Data to process ->
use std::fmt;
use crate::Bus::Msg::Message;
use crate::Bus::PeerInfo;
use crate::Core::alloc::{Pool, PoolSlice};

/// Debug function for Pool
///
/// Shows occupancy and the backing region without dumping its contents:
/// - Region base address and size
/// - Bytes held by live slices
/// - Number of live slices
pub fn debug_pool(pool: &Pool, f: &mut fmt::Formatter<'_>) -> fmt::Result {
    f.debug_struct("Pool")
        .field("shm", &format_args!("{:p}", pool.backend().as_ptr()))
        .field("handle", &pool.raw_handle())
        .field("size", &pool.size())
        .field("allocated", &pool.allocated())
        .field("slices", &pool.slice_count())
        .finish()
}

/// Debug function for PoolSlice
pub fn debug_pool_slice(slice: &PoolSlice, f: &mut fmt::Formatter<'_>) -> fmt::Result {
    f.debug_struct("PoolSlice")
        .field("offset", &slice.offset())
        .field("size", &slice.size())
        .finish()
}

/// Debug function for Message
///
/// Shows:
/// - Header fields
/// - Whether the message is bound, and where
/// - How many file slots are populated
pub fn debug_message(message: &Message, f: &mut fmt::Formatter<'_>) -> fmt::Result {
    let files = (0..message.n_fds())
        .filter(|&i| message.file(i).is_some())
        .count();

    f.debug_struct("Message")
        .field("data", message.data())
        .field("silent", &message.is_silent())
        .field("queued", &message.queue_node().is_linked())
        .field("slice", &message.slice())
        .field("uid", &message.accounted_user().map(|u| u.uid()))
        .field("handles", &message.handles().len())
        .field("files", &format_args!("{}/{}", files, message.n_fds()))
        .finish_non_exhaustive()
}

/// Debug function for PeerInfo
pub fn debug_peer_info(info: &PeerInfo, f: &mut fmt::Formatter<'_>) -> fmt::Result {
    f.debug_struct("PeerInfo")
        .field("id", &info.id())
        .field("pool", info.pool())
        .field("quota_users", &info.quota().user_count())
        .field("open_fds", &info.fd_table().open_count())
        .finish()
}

Exercise brief ->
Say how many lines of the data hold the string "size". Reply with the number alone.

Your response ->
3